Supplied records: Begin
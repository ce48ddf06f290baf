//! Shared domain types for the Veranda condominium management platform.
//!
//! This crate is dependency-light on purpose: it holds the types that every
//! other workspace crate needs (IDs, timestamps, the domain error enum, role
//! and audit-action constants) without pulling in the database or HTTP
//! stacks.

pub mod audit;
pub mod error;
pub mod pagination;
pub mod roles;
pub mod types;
Supplied records: End
Supplied records: Begin
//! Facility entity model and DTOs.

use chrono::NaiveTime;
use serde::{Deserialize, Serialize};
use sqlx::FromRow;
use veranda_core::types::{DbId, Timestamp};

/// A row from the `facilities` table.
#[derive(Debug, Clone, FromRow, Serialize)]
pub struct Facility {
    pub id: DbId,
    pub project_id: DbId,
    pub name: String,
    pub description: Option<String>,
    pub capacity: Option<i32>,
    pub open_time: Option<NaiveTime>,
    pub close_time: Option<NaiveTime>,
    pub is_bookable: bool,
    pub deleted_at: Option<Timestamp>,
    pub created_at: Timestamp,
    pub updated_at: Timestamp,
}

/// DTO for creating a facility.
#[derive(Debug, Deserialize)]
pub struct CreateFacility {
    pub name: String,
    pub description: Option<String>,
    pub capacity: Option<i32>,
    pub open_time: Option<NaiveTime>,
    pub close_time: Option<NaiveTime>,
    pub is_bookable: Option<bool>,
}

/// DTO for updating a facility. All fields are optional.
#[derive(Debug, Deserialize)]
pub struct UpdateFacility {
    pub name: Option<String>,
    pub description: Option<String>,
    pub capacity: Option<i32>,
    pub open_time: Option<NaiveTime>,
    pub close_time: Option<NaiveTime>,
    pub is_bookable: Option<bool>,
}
Supplied records: End
Supplied records: Begin
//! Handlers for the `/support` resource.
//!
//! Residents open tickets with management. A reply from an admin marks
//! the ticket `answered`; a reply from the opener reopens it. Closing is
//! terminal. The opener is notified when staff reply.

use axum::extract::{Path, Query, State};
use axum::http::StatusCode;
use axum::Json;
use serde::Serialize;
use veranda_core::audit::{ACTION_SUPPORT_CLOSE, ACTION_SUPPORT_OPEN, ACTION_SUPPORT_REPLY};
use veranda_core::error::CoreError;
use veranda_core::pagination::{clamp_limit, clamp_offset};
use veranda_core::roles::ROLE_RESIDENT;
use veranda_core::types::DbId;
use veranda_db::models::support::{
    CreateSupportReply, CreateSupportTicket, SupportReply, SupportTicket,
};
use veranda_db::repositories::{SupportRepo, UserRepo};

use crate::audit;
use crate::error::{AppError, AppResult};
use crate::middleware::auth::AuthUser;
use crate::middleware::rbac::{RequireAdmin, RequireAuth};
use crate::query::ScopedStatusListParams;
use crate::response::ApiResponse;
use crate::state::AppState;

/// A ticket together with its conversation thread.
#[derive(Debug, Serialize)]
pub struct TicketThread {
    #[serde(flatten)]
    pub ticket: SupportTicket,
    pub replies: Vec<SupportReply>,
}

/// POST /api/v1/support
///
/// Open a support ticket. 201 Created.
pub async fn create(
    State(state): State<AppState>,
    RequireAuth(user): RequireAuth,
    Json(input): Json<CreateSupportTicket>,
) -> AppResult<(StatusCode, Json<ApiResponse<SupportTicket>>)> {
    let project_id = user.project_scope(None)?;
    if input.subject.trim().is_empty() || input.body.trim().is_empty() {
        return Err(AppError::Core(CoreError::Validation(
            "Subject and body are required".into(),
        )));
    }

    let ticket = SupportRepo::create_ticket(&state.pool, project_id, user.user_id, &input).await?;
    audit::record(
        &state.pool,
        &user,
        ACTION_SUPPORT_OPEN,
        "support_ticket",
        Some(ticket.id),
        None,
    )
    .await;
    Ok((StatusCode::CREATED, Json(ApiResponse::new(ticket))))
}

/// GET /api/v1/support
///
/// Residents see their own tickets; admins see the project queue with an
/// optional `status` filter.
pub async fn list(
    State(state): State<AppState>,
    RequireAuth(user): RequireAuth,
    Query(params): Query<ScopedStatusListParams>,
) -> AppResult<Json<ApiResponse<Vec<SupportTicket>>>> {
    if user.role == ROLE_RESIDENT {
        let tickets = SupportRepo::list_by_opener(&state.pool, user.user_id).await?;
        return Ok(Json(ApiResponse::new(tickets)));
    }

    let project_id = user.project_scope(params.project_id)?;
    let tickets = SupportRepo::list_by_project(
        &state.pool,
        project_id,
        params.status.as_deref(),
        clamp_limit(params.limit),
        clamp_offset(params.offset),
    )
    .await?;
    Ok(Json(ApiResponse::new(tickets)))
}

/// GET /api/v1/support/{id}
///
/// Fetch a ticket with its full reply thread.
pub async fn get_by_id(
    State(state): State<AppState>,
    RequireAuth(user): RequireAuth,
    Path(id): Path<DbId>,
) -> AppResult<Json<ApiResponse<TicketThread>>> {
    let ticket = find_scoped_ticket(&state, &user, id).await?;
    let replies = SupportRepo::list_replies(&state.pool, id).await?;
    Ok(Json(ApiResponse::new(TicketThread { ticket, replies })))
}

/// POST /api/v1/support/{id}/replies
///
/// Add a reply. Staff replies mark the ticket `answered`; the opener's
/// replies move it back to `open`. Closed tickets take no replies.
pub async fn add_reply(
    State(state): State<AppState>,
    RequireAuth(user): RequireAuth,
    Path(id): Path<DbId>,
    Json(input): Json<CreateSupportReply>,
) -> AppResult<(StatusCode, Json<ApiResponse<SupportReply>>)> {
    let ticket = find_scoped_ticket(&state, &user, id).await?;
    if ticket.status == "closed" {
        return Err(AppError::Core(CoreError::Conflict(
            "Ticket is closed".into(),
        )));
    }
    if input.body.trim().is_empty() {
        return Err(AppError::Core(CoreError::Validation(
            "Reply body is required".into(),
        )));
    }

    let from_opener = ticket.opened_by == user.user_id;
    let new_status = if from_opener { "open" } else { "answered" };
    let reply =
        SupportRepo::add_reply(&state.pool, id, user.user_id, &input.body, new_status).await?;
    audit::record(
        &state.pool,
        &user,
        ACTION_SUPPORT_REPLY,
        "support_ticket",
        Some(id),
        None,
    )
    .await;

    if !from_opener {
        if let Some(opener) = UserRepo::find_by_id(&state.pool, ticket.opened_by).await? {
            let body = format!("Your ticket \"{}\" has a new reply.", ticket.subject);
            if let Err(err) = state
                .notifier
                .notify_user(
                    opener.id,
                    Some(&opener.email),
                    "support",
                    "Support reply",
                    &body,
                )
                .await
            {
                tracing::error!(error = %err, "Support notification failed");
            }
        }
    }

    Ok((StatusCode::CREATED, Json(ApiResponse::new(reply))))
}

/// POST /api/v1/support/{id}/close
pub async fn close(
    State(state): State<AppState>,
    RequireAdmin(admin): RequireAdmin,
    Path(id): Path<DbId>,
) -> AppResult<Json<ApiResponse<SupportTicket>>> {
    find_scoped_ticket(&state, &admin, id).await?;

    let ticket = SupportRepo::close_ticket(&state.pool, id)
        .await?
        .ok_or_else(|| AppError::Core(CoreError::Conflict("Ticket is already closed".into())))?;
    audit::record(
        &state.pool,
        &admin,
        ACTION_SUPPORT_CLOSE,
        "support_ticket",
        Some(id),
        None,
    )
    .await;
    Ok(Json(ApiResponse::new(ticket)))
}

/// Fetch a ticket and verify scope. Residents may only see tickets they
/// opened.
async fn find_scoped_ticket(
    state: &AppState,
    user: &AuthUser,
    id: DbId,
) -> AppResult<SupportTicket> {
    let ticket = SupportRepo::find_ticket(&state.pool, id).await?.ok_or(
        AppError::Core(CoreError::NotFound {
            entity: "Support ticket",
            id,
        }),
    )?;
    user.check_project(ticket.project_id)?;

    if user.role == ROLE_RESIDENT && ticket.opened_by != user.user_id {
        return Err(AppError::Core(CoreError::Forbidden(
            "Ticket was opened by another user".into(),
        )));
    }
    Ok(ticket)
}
Supplied records: End
Directions for this task: Once you have counted the lines of the material that include "replies", give only that number.

Finished task: 6